# WHAT YOU WILL DO
Beginning with the line that holds "pub mod crawler;" in the data below, give again every line through the one that holds "#[tokio::main]", exactly as written.

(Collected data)
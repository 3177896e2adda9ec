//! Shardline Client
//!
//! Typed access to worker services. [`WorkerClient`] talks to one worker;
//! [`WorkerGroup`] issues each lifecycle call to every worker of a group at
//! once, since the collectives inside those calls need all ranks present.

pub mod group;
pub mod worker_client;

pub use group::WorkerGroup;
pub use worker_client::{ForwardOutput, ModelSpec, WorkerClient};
---
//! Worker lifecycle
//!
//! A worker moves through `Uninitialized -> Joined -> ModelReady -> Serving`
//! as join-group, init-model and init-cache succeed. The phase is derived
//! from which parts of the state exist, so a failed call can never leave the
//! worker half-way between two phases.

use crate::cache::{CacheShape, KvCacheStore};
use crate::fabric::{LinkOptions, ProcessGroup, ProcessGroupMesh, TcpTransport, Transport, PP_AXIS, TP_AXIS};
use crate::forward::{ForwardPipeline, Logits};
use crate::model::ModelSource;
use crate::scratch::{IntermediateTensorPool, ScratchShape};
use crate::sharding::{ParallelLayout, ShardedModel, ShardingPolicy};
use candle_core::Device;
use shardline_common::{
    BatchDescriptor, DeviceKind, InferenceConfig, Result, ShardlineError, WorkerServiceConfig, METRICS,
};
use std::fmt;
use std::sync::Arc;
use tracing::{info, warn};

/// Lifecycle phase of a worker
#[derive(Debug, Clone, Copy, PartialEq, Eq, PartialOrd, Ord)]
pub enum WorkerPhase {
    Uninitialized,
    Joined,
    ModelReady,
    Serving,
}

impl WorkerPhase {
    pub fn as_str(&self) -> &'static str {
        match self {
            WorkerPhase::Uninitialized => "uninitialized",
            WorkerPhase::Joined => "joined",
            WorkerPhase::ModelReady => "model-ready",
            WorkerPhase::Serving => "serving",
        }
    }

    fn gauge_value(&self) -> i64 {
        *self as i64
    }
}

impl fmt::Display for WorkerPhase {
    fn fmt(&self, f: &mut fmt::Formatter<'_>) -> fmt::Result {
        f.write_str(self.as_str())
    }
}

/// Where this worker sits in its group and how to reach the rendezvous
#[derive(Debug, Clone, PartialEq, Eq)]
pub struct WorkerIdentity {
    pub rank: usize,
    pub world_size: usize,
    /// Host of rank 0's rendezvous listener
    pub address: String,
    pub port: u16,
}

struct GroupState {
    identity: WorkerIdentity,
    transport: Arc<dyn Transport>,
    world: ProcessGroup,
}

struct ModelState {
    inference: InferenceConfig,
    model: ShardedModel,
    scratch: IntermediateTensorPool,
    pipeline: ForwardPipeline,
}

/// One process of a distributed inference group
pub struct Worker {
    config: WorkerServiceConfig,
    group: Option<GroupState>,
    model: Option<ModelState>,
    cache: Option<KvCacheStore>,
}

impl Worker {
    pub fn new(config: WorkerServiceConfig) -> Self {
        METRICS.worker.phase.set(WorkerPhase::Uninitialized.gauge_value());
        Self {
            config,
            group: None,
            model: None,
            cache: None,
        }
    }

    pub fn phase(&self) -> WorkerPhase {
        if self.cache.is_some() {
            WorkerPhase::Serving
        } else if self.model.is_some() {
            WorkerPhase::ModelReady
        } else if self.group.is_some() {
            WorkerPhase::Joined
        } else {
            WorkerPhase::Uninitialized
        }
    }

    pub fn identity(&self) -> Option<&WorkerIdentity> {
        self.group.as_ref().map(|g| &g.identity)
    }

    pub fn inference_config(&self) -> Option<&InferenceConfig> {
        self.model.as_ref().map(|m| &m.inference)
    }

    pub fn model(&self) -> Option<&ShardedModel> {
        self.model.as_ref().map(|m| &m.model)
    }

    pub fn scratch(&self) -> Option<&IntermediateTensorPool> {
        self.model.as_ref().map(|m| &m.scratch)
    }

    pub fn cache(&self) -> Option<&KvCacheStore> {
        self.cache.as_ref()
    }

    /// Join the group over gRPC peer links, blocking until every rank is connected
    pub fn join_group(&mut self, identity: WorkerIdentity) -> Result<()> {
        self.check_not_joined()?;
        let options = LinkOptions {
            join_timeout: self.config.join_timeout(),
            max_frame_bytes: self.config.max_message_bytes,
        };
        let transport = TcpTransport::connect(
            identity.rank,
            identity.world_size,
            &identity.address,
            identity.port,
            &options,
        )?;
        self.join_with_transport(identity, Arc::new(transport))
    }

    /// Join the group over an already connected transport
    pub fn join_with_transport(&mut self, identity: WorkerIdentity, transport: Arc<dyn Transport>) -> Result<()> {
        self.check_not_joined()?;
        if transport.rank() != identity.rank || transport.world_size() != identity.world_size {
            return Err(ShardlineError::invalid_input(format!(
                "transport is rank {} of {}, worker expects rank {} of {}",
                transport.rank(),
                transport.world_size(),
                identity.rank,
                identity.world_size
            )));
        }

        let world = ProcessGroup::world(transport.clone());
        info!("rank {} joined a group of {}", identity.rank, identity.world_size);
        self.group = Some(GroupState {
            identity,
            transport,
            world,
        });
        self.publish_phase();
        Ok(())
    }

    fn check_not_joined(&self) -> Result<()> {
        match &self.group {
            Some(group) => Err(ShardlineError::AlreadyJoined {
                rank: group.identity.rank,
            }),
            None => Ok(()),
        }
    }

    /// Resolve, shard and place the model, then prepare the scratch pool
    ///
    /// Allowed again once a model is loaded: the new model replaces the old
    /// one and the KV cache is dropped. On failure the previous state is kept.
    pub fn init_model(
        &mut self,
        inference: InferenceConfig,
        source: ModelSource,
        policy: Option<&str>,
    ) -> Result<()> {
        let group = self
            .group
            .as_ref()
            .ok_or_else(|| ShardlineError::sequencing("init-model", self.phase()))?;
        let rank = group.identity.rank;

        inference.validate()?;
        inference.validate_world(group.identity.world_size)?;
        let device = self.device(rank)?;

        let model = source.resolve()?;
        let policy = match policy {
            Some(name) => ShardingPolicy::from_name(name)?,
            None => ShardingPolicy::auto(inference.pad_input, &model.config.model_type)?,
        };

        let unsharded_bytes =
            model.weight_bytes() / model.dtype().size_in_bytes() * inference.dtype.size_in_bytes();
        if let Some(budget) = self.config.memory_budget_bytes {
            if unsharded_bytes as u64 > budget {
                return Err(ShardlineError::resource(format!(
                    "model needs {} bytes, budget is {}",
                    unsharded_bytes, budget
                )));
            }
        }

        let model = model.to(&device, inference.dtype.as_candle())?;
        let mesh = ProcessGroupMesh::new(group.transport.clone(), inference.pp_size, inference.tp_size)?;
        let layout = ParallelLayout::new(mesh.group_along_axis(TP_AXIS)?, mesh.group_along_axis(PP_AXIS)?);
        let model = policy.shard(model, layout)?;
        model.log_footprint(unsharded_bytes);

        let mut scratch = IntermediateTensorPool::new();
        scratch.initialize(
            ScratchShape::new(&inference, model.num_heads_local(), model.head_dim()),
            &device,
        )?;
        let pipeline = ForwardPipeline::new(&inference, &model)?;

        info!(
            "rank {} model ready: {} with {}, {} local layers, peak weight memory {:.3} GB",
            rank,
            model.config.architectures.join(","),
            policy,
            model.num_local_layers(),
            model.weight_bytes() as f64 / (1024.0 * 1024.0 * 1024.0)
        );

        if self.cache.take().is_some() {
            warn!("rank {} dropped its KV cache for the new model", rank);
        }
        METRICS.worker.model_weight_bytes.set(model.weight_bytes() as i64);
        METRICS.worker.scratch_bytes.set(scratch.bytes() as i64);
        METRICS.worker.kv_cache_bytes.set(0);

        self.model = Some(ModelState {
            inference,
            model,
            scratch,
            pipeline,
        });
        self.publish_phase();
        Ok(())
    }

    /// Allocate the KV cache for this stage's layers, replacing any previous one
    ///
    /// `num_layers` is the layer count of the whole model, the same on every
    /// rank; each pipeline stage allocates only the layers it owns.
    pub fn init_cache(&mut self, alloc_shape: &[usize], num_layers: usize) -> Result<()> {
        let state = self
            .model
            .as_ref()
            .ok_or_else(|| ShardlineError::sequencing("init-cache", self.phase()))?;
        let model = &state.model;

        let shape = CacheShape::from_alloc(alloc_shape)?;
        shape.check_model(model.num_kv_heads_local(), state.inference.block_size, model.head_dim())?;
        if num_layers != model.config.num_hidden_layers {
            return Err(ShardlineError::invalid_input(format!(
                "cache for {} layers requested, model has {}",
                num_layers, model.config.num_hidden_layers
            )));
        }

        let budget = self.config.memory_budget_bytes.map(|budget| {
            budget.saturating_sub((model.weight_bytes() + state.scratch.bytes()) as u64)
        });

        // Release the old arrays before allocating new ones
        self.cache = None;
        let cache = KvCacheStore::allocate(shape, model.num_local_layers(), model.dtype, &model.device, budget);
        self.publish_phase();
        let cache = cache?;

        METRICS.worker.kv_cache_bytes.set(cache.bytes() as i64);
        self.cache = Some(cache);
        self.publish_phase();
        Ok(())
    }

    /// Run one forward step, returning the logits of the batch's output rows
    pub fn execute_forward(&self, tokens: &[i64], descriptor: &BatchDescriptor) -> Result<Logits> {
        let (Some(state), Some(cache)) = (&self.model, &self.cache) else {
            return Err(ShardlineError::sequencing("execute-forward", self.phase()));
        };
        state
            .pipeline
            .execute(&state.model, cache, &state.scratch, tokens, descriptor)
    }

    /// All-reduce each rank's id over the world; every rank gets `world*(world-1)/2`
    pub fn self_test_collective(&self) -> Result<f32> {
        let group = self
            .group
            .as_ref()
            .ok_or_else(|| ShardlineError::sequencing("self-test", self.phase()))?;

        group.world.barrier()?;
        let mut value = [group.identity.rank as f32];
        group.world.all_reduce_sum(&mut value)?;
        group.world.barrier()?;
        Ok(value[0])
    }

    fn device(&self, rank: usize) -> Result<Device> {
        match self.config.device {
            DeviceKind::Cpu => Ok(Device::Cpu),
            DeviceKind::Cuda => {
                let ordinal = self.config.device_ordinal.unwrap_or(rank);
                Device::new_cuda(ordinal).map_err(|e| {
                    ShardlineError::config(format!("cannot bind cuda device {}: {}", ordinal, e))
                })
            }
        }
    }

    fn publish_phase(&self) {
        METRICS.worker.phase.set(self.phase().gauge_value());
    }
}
--
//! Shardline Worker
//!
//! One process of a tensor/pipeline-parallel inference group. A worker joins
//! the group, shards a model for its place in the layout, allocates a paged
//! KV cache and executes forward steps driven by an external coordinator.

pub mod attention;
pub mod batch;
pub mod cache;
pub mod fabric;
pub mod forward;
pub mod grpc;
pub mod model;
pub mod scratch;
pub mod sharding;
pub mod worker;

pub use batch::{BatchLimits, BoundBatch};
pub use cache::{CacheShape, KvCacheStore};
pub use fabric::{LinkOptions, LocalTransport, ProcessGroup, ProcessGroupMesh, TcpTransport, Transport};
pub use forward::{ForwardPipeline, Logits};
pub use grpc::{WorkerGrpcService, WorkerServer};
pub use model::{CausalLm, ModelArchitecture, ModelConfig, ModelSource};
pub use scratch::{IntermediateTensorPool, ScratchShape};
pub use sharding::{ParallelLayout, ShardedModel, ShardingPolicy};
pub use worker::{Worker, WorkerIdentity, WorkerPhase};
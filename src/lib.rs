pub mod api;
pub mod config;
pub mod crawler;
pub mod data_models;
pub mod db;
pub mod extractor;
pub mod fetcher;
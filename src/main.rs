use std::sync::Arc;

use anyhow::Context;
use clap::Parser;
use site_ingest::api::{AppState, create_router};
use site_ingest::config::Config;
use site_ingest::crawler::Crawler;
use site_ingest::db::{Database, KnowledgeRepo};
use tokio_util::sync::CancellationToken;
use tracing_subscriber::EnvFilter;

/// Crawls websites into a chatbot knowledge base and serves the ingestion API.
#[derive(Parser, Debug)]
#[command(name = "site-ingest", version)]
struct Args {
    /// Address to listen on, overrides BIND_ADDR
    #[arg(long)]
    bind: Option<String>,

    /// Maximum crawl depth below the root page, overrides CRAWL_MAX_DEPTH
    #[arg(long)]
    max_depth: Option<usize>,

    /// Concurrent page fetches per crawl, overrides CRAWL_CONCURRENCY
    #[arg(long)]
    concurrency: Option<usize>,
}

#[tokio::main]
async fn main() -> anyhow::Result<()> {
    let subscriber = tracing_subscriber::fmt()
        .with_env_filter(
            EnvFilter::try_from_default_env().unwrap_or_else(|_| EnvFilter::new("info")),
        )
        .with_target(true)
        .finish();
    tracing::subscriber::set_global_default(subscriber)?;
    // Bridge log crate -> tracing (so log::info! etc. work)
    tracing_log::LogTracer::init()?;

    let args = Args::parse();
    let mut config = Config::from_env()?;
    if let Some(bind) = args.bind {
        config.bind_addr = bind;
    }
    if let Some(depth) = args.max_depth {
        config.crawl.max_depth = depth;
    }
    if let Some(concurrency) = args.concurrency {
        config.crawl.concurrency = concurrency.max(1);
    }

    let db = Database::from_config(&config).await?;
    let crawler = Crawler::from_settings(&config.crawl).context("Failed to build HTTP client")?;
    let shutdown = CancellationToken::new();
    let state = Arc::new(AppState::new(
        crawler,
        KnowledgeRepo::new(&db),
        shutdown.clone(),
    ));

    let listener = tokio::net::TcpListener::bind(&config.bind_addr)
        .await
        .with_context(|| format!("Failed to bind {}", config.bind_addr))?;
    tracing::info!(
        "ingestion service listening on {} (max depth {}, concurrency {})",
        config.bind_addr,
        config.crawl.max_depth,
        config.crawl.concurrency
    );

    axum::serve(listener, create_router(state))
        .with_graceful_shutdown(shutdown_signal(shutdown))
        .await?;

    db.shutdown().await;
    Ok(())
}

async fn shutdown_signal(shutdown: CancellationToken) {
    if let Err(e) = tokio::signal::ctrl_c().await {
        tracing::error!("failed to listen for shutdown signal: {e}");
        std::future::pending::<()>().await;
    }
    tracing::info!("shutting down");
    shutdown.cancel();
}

# ANSWER TO THIS EXERCISE
pub mod crawler;
pub mod data_models;
pub mod db;
pub mod extractor;
pub mod fetcher;
filename src/main.rs
use std::sync::Arc;

use anyhow::Context;
use clap::Parser;
use site_ingest::api::{AppState, create_router};
use site_ingest::config::Config;
use site_ingest::crawler::Crawler;
use site_ingest::db::{Database, KnowledgeRepo};
use tokio_util::sync::CancellationToken;
use tracing_subscriber::EnvFilter;

/// Crawls websites into a chatbot knowledge base and serves the ingestion API.
#[derive(Parser, Debug)]
#[command(name = "site-ingest", version)]
struct Args {
    /// Address to listen on, overrides BIND_ADDR
    #[arg(long)]
    bind: Option<String>,

    /// Maximum crawl depth below the root page, overrides CRAWL_MAX_DEPTH
    #[arg(long)]
    max_depth: Option<usize>,

    /// Concurrent page fetches per crawl, overrides CRAWL_CONCURRENCY
    #[arg(long)]
    concurrency: Option<usize>,
}

#[tokio::main]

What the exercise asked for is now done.